It’s never too early to become an advocate.
That’s why one SUNY Fredonia education student contacted NYSUT after learning about its campaign to Fix Tier 6. “As an undergraduate student, I’ve noticed that many of my peers are not educated about the retirement system they’re entering into,” said Kennedy Neckers, a senior early childhood and childhood education major.
Neckers emailed NYSUT about having an on-campus information session about the Fix Tier 6 campaign to bring fiscal parity between Tier 6, which they’ll belong to, and earlier pension tiers. Currently, newer members must work and pay longer into the pension system to earn significantly less in retirement. “I want to show how young people like me who are entering the education profession can make a difference, and impact our future career, by joining this campaign.”

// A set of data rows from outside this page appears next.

// Copyright © 2024 Andrea Corbellini and contributors
// SPDX-License-Identifier: BSD-3-Clause

use crate::pool_tag;
use crate::BlockAllocator;
use crate::Error;
use crate::GrowingPool;
use crate::ListNode;
use crate::OffsetList;
use crate::PoolPtr;
use crate::Queue;
use crate::RingBuffer;
use crate::SlotArena;
use core::alloc::GlobalAlloc;
use core::alloc::Layout;
use core::ptr::NonNull;
use rand::rngs::SmallRng;
use rand::Rng;
use rand::SeedableRng;
use std::collections::VecDeque;
use std::vec::Vec;

/// The canonical deployment geometry: a 2 KiB arena of 16-byte blocks with
/// 8-byte pool sub-blocks.
const BS: usize = 16;
const BC: usize = 128;
const MS: usize = crate::max_segments_for(BS);

type Arena2K<'a> = SlotArena<'a, BS, BC>;

#[repr(align(16))]
struct Memory2K([u8; BS * BC]);

impl Memory2K {
    fn new() -> Self {
        Self([0; BS * BC])
    }
}

// ============================================================================
// Root arena
// ============================================================================

#[test]
fn arena_vends_low_addresses_first() {
    let mut memory = Memory2K::new();
    let arena = Arena2K::from_slice(&mut memory.0);

    let first = arena.allocate_block().unwrap();
    let second = arena.allocate_block().unwrap();
    assert_eq!(arena.block_at(first), arena.base());
    assert_eq!(
        arena.block_at(second).as_ptr() as usize,
        arena.base().as_ptr() as usize + BS,
    );
}

#[test]
fn arena_usage_accounts_every_block() {
    let mut memory = Memory2K::new();
    let arena = Arena2K::from_slice(&mut memory.0);

    let mut held = Vec::new();
    for expected_used in 1..=10 {
        held.push(arena.allocate_block().unwrap());
        let usage = arena.usage();
        assert_eq!(usage.total, BC);
        assert_eq!(usage.used, expected_used);
        assert_eq!(usage.used + usage.free, usage.total);
    }
    for handle in held {
        arena.deallocate_block(handle).unwrap();
    }
    assert_eq!(arena.free_blocks(), BC);
}

#[test]
fn arena_exhaustion_and_reuse() {
    let mut memory = Memory2K::new();
    let arena = Arena2K::from_slice(&mut memory.0);

    let mut held = Vec::new();
    for _ in 0..BC {
        held.push(arena.allocate_block().unwrap());
    }
    assert_eq!(arena.allocate_block(), Err(Error::OutOfMemory));

    arena.deallocate_block(held.pop().unwrap()).unwrap();
    assert!(arena.allocate_block().is_ok());
}

#[test]
fn arena_ownership_round_trip() {
    let mut memory = Memory2K::new();
    let arena = Arena2K::from_slice(&mut memory.0);

    let handle = arena.allocate_block().unwrap();
    let ptr = arena.block_at(handle);
    assert!(arena.owns(ptr));
    assert_eq!(arena.handle_of(ptr).unwrap(), handle);

    let mut foreign = [0u8; 4];
    let foreign = NonNull::new(foreign.as_mut_ptr()).unwrap();
    assert!(!arena.owns(foreign));
    assert_eq!(arena.handle_of(foreign), Err(Error::NotOwned));
}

DID YOU KNOW? NYSUT offers student memberships through its Next Generation NYSUT program. Available to full- and part-time college students, membership provides access to certification assistance, discounted or free professional development and a range of other services and programs.
Kennedy credits her mother, Kristen Neckers, a reading specialist at Livonia Elementary School near Rochester, and a summer NYSUT United issue highlighting the Fix Tier 6 campaign, with raising her awareness. Kristen heard about the initiative last year at a pre-retirement seminar. “I’m Tier 4 with 30 years of service and as the presenter talked about the Fix Tier 6 initiative it became clear there’s a huge disparity between what they’ll receive and have to contribute and what I will,” said Kristen, a Livonia Teachers Association member. “I talked to Kennedy about it and said, ‘the good news is that the union is aware this is a problem and is working on your behalf to improve this.’”
Despite the shortfalls of Tier 6, Kennedy is committed to becoming a teacher. After graduation in May she plans to start a master’s degree program with an eye toward becoming an English as a second language teacher with a Spanish focus. Wherever her future career plans take her, Kristen advises that she remain in New York state. “She had an opportunity to do her student teaching in Texas, but I told her to think hard about leaving a state that gives her the rights and protections I’ve been lucky enough to receive,” said Kristin noting that, thanks to NYSUT advocacy, New York state leads in providing rights and benefits for educators.
“My dad was a fireman and a union president … advocating for fairness and due compensation was how I was raised,” she said. “I’m passing that torch on to my children.”